Heavenly Bodies

: LAST OF EARTH

The following day, while in their observatory, they saw something

not many miles ahead. They watched it for hours, and in fact all

day, but notwithstanding their tremendous speed they came but

little nearer.



"They say a stern chase is a long one," said Bearwarden; but that

beats anything I have ever seen."



After a while, however, they found they WERE nearer, the time

tak
n having been in part due to the deceptive distance, which

was greater than they supposed.



"A comet!" exclaimed Cortlandt excitedly. "We shall really be

able to examine it near."



"It's going in our direction," said Ayrault, "and at almost

exactly our speed."



While the sun shone full upon it they brought their camera into

play, and again succeeded in photographing a heavenly body at

close range. The nucleus or head was of course turned towards

the sun; while the tail, which they could see faintly, preceded

it, as the comet was receding towards the cold and dark depths of

space. The head was only a few miles in diameter, for it was a

small comet, and was composed of grains and masses of stone and

meteoric iron. Many of the grains were no larger than peas or

mustard-seeds; no mass was more than four feet in diameter, and

all of them had very irregular shapes. The space between the

particles was never less than one hundred times their masses.

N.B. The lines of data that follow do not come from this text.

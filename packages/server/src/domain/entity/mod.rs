//! Domain entities: messages, the message log, and the roster.

mod message;
mod message_log;
mod roster;

pub use message::{Message, PollOption, SYSTEM_USERNAME};
pub use message_log::MessageLog;
pub use roster::Roster;
//! UseCase: クライアント接続処理
//!
//! 接続の送信チャンネルを登録し、新規接続にメッセージ履歴の
//! スナップショットを送る。roster には触れない（join は別イベント）。

use std::sync::Arc;

use crate::domain::{ConnectionId, Message, MessagePusher, MessageStore, PusherChannel};

/// クライアント接続のユースケース
pub struct ConnectClientUseCase {
    /// Message Store（データアクセス層の抽象化）
    store: Arc<dyn MessageStore>,
    /// MessagePusher（メッセージ通知の抽象化）
    message_pusher: Arc<dyn MessagePusher>,
}

impl ConnectClientUseCase {
    /// 新しい ConnectClientUseCase を作成
    pub fn new(store: Arc<dyn MessageStore>, message_pusher: Arc<dyn MessagePusher>) -> Self {
        Self {
            store,
            message_pusher,
        }
    }

    /// 接続を受け付ける
    ///
    /// # Arguments
    ///
    /// * `connection_id` - 新規接続の ID（サーバー生成）
    /// * `sender` - この接続へのメッセージ送信用チャンネル
    ///
    /// # Returns
    ///
    /// この時点までのメッセージ履歴のスナップショット（挿入順）
    pub async fn execute(
        &self,
        connection_id: ConnectionId,
        sender: PusherChannel,
    ) -> Vec<Message> {
        // 1. MessagePusher にチャンネルを登録（以降のブロードキャスト対象になる）
        self.message_pusher
            .register_client(connection_id, sender)
            .await;

        // 2. スナップショットを取得（登録後に読むので取りこぼしがない）
        self.store.snapshot().await
    }

    /// スナップショットをこの接続だけに送信
    pub async fn push_snapshot(
        &self,
        connection_id: &ConnectionId,
        message: &str,
    ) -> Result<(), String> {
        self.message_pusher
            .push_to(connection_id, message)
            .await
            .map_err(|e| e.to_string())
    }
}
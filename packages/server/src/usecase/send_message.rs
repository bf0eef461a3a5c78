//! UseCase: メッセージ送信処理
//!
//! ## テスト実装の作業記録
//!
//! ### 何をテストしているか
//! - SendMessageUseCase::execute() メソッド
//! - メッセージ送信処理（join 状態の検証、履歴への追加）
//!
//! ### なぜこのテストが必要か
//! - ビジネスロジックの検証：join 前の接続からの送信は破棄される
//! - ID 重複時に履歴が上書きされないことを保証（上書きではなく拒否）
//!
//! ### どのような状況を想定しているか
//! - 正常系：join 済みの接続からの送信
//! - 異常系：join 前の送信、ID 重複
//! - エッジケース：poll メッセージの送信

use std::sync::Arc;

use crate::domain::{ConnectionId, ConnectionRegistry, Message, MessagePusher, MessageStore};

use super::error::SendMessageError;

/// メッセージ送信のユースケース
pub struct SendMessageUseCase {
    /// Message Store（データアクセス層の抽象化）
    store: Arc<dyn MessageStore>,
    /// Connection Registry（roster の抽象化）
    registry: Arc<dyn ConnectionRegistry>,
    /// MessagePusher（メッセージ通知の抽象化）
    message_pusher: Arc<dyn MessagePusher>,
}

impl SendMessageUseCase {
    /// 新しい SendMessageUseCase を作成
    pub fn new(
        store: Arc<dyn MessageStore>,
        registry: Arc<dyn ConnectionRegistry>,
        message_pusher: Arc<dyn MessagePusher>,
    ) -> Self {
        Self {
            store,
            registry,
            message_pusher,
        }
    }

    /// メッセージ送信を実行
    ///
    /// # Arguments
    ///
    /// * `connection_id` - 送信元の接続 ID
    /// * `message` - 送信するメッセージ（Domain Model、ID はクライアント生成）
    ///
    /// # Returns
    ///
    /// * `Ok(Message)` - 履歴に追加されたメッセージ（ブロードキャスト用）
    /// * `Err(SendMessageError)` - join 前の送信、または ID 重複
    pub async fn execute(
        &self,
        connection_id: &ConnectionId,
        message: Message,
    ) -> Result<Message, SendMessageError> {
        // 1. 状態チェック（Joined のみ送信可能）
        if !self.registry.is_registered(connection_id).await {
            return Err(SendMessageError::InvalidState(
                connection_id.as_str().to_string(),
            ));
        }

        // 2. 履歴に追加（ID 重複は拒否して破棄）
        let message_id = message.id.as_str().to_string();
        self.store
            .append(message.clone())
            .await
            .map_err(|_| SendMessageError::DuplicateId(message_id))?;

        Ok(message)
    }

    /// イベントを接続中の全クライアントにブロードキャスト
    pub async fn broadcast(&self, message: &str) -> Result<(), String> {
        self.message_pusher
            .broadcast(message)
            .await
            .map_err(|e| e.to_string())
    }
}
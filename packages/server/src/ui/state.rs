//! Server state shared across request handlers.

use std::sync::Arc;

use crate::usecase::{
    ConnectClientUseCase, DisconnectClientUseCase, JoinChatUseCase, LeaveChatUseCase,
    ReactToMessageUseCase, SendMessageUseCase, UpdateMessageUseCase,
};

/// Shared application state
///
/// Holds one use case per protocol event, wired up once in the binary's
/// `main` and injected into the handlers (no ambient singletons).
pub struct AppState {
    pub connect_client_usecase: Arc<ConnectClientUseCase>,
    pub join_chat_usecase: Arc<JoinChatUseCase>,
    pub send_message_usecase: Arc<SendMessageUseCase>,
    pub update_message_usecase: Arc<UpdateMessageUseCase>,
    pub react_to_message_usecase: Arc<ReactToMessageUseCase>,
    pub leave_chat_usecase: Arc<LeaveChatUseCase>,
    pub disconnect_client_usecase: Arc<DisconnectClientUseCase>,
}
//! Infrastructure layer: concrete implementations of the domain's
//! repository and pusher traits, plus wire DTOs.

pub mod dto;
pub mod message_pusher;
pub mod repository;
//! UseCase-level error types.
//!
//! どのエラーも送信元クライアントには通知されない（イベントは警告ログと
//! ともに破棄される）。可用性優先のポリシー。

use thiserror::Error;

/// Errors raised by [`super::JoinChatUseCase`].
#[derive(Debug, Clone, PartialEq, Eq, Error)]
pub enum JoinError {
    /// The connection has already joined.
    #[error("connection '{0}' has already joined")]
    InvalidState(String),
}

/// Errors raised by [`super::SendMessageUseCase`].
#[derive(Debug, Clone, PartialEq, Eq, Error)]
pub enum SendMessageError {
    /// The connection has not joined yet.
    #[error("connection '{0}' has not joined yet")]
    InvalidState(String),
    /// A message with the same id already exists in the log.
    #[error("message id '{0}' already exists")]
    DuplicateId(String),
}

/// Errors raised by [`super::UpdateMessageUseCase`].
#[derive(Debug, Clone, PartialEq, Eq, Error)]
pub enum UpdateMessageError {
    /// The connection has not joined yet.
    #[error("connection '{0}' has not joined yet")]
    InvalidState(String),
    /// No message with the given id exists.
    #[error("message id '{0}' not found")]
    NotFound(String),
}

/// Errors raised by [`super::ReactToMessageUseCase`].
#[derive(Debug, Clone, PartialEq, Eq, Error)]
pub enum ReactError {
    /// The connection has not joined yet.
    #[error("connection '{0}' has not joined yet")]
    InvalidState(String),
    /// No message with the given id exists.
    #[error("message id '{0}' not found")]
    NotFound(String),
}

/// Errors raised by [`super::LeaveChatUseCase`].
#[derive(Debug, Clone, PartialEq, Eq, Error)]
pub enum LeaveError {
    /// The connection has not joined.
    #[error("connection '{0}' has not joined")]
    InvalidState(String),
}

"We can move about within it," said Ayrault, as the Callisto

entered the aggregation of particles, and moved slowly forward

among them.



The windows in the dome, being made of toughened glass, set

somewhat slantingly so as to deflect anything touching them, and

having, moreover, the pressure of the inside air to sustain them,

were fairly safe, while the windows in the sides and base were

but little exposed. Whenever a large mass seemed dangerously

near the glass, they applied an apergetic shock to it and sent it

kiting among its fellows. At these times the Callisto recoiled

slightly also, the resulting motion in either being in inverse

ratio to its weight. There was constant and incessant movement

among the individual fragments, but it was not rotary. Nothing

seemed to be revolving about anything else; all were moving,

apparently swinging back and forth, but no collisions took place.

When the separate particles got more than a certain distance

apart they reapproached one another, but when seemingly within

about one hundred diameters of each other they swung off in some

other direction. The motion was like that of innumerable

harp-strings, which may approach but never strike one another.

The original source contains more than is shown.